Lying on the floor and moving slowly, with awareness but without a goal, might seem counterintuitive if not a waste of time to those who are accustomed to vigorous, purposeful or measurable action or who are motivated by a sense of urgency. Yet Feldenkrais lessons, guided by a teacher’s verbal instructions are, surprisingly, a direct way to inhabit one’s body and one’s life more fully, no matter the level of challenge.

Lying down could very well be the first step to standing up for oneself in an uncertain world. 

Many of us are conditioned to respond to stress or overwhelm by fighting, fleeing, or freezing, or some sequence or combination thereof. These unconscious choices might offer a reprieve or a sense of accomplishment, but they are not empowering over the long term. The Feldenkrais Method helps us develop the capacity to respond with greater skill to changes in our circumstances or surroundings by first quieting the nervous system to an unfamiliar degree. That allows us to notice subtle differences in how we move, feel, think and, therefore, how we go about our lives. While many people, myself included, only stumble across Feldenkrais when an injury, chronic pain or another treatment-defying condition leads us to it, this modality will help anyone discover how much they can trust their bones and themselves.
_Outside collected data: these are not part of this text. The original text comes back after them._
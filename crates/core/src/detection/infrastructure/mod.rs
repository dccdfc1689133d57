pub mod json_face_detector;
use crate::shared::error::EmojifyError;
use crate::shared::frame::Frame;
use crate::shared::region::FaceRegion;

/// Domain interface for drawing an overlay over a face.
///
/// Implementations never mutate their inputs: the result is a new frame
/// with the background's dimensions and pixel format.
pub trait OverlayCompositor: Send {
    fn composite(
        &self,
        background: &Frame,
        overlay: &Frame,
        face_region: &FaceRegion,
    ) -> Result<Frame, EmojifyError>;
}
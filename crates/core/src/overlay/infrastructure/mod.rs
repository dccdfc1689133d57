pub mod directory_overlay_resolver;
pub mod in_memory_overlay_resolver;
Learning to rely more on the skeleton for movement, even the prosaic act of getting out of bed, frees up vitality siphoned by muscling through life or bracing oneself against actual or perceived difficulty. In a culture whose mantras include “no pain, no gain” and “work hard, play hard”, it can be surprising to learn that radically less effort can lead to dramatically better results. One can move quickly without rushing or adding tension, leaving more energy to pursue what matters.

In a culture whose mantras include “no pain, no gain” and “work hard, play hard”, it can be surprising to learn that radically less effort can lead to dramatically better results.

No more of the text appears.